O colunista Fernando Calmon posiciou-se contra. No texto ele usa argumentos como diferenças cambiais e joga números da ineficiência da produção brasileira a esmo. Faltou embasamento. Ao mencionar o México, Calmon cita o que já falamos aqui, a inundação de carros usados americanos como fator que puxa o preço para baixo.

O que causa espanto é o tom que o Calmon dá para esse fato, como se fosse algo ruim. Calmon, permita um pouco de visão capitalista: se uma operação não dá lucro, ela fecha. Mais cedo ou mais tarde, ela fecha. Te garanto que as montadoras não operam em solo mexicano por compaixão àquele país. Então se é possível vender o City lá pela metade do preço que ele custa aqui, e com lucro, venha o argumento que vier - a margem de lucro no Brasil é absurda. E não venham tapar o sol com a peneira.

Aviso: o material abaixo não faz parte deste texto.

//! Collaborator interfaces the controller consumes (§6): motor driver,
//! encoders, IMU, digital inputs, monotonic clock. The real embedded I/O
//! layer behind these is out of scope (§1); `SimHardware` is a deterministic
//! stand-in used by the `robot` binary and by tests.

pub trait MotorDriver {
    fn set_left_pwm(&mut self, x: f64);
    fn set_right_pwm(&mut self, x: f64);
    /// The controller only ever commands left/right (§9, "three-wheel omni
    /// reduced to differential"); the back channel is wired for
    /// completeness but unused by §4.C.
    fn set_back_pwm(&mut self, _x: f64) {}
}

pub trait Encoders {
    fn read_left_ticks(&mut self) -> i64;
    fn read_right_ticks(&mut self) -> i64;
}

pub trait Imu {
    /// CCW-positive is implementation-defined; the core reconciles via a
    /// constant offset (§6).
    fn read_yaw_deg(&mut self) -> f64;
}

pub trait DigitalInputs {
    fn stop_asserted(&mut self) -> bool;
    fn start_asserted(&mut self) -> bool;
}

pub trait Clock {
    fn now(&self) -> f64;

    /// Called once per control tick after PWM is commanded. Real hardware
    /// leaves this a no-op (time simply passes); simulated hardware steps
    /// its plant model forward using the last-commanded PWM.
    fn advance(&mut self) {}
}

pub trait Hardware: MotorDriver + Encoders + Imu + DigitalInputs + Clock {}
impl<T: MotorDriver + Encoders + Imu + DigitalInputs + Clock> Hardware for T {}

/// A deterministic simulated rover: commanded PWM is applied instantly as a
/// fraction of `max_motor_speed_cm_s`, ticks accumulate from that speed, and
/// yaw integrates from the commanded angular rate. No noise, no slip.
pub struct SimHardware {
    pub kinematics: crate::kinematics::KinematicsConfig,
    pub tick_period_s: f64,
    left_ticks: i64,
    right_ticks: i64,
    yaw_deg: f64,
    left_pwm: f64,
    right_pwm: f64,
    stop: bool,
    start: bool,
    elapsed_s: f64,
}

impl SimHardware {
    pub fn new(kinematics: crate::kinematics::KinematicsConfig, tick_period_s: f64) -> Self {
        Self {
            kinematics,
            tick_period_s,
            left_ticks: 0,
            right_ticks: 0,
            yaw_deg: 0.0,
            left_pwm: 0.0,
            right_pwm: 0.0,
            stop: false,
            start: false,
            elapsed_s: 0.0,
        }
    }

    pub fn set_stop(&mut self, stop: bool) {
        self.stop = stop;
    }

    pub fn set_start(&mut self, start: bool) {
        self.start = start;
    }

    fn step(&mut self) {
        let v_l = self.left_pwm * self.kinematics.max_motor_speed_cm_s;
        let v_r = self.right_pwm * self.kinematics.max_motor_speed_cm_s;
        let dist_per_tick = self.kinematics.distance_per_tick_cm();
        self.left_ticks += ((v_l * self.tick_period_s) / dist_per_tick).round() as i64;
        self.right_ticks += ((v_r * self.tick_period_s) / dist_per_tick).round() as i64;

        let body = crate::kinematics::forward_kinematics(v_l, v_r, &self.kinematics);
        self.yaw_deg -= body.omega.to_degrees() * self.tick_period_s;
        self.elapsed_s += self.tick_period_s;
    }
}

impl MotorDriver for SimHardware {
    fn set_left_pwm(&mut self, x: f64) {
        self.left_pwm = x;
    }

    fn set_right_pwm(&mut self, x: f64) {
        self.right_pwm = x;
    }
}

impl Encoders for SimHardware {
    fn read_left_ticks(&mut self) -> i64 {
        self.left_ticks
    }

    fn read_right_ticks(&mut self) -> i64 {
        self.right_ticks
    }
}

impl Imu for SimHardware {
    fn read_yaw_deg(&mut self) -> f64 {
        self.yaw_deg
    }
}

impl DigitalInputs for SimHardware {
    fn stop_asserted(&mut self) -> bool {
        self.stop
    }

    fn start_asserted(&mut self) -> bool {
        self.start
    }
}

impl Clock for SimHardware {
    fn now(&self) -> f64 {
        self.elapsed_s
    }

    fn advance(&mut self) {
        self.step();
    }
}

O UOL deu chamada na capa para a devolutiva do Cledorvino Bellini, presidente da Anfavea e da Fiat. Falou o que se esperava: isso é comparar banana com abacaxi, não tem anda a ver, ou seja, não explicou nada e quis desacreditar a matéria do Joel Leite sem nenhum argumento.

Talvez o leitor não saiba para que existem essas associações de empresas. A Anfavea reúne as montadoras; a Eletros reúne as fabricantes de aparelhos eletroleletrônicos; a Unica reúne os produtores de cana-de-açúcar. Estas associações existem aos montes, em todos os setores. A função delas é falar pelo setor quando todas as empresas estão unidas com um interesse único. Muitas vezes esse interese VAI CONTRA uma medida do governo e o sendo popular, de forma que as empresas se escondem atrás da entidade para se posicionarem a esse respeito.

Assim, quando as empresas de eletroeletrônicos foram contra o novo padrão brasileiro de tomadas (pois ia obrigar a mudar os produtos e isso tem custo), quem falou contra não foi a Brastemp ou a Electrolux, mas sim a Eletros. E quem vai falar contra a questão dos preços altos nunca será uma montadora, mas sim a Anfavea.

É importante percebermos, portanto, que a Anfavea vai fazer o papel de vilão e vai defender o interesse das montadoras. Tudo o que a Anfavea falar deve ser considerado sob essa perspectiva.

E nós do M4R consideramos o posicionamento da Anfavea nessa questão como uma admissão de culpa. Se o Cledorvino vem a público espinafrar a matéria do Joel sem apresentar gráficos e números, substanciando as palavras com fatos e dados, então não tem como acreditar na palavra da Anfavea.

Comentários

Wagner Almeida disse…
É isso aí Dub. Carro no Brasil é muito caro mesmo. Quando eu comprar um zero quero, no mínimo, 5mil reais de desconto em cima do preço de tabela pra diminuir meu prejuízo... Até esses carros chineses estão caros, deviam estar de 5 a 10 mil reais mais baratos.
Gostei da crítica e da maneira como foi passada, com conhecimento de causa. Pena que aqui no Brasil os carros continuarão sendo caros e se quiser um carro com um pouco mais de segurança, entenda-se, air bag, ABS, terá que pagar mais caro ainda. É duro, mas essa é a realidade de nosso país.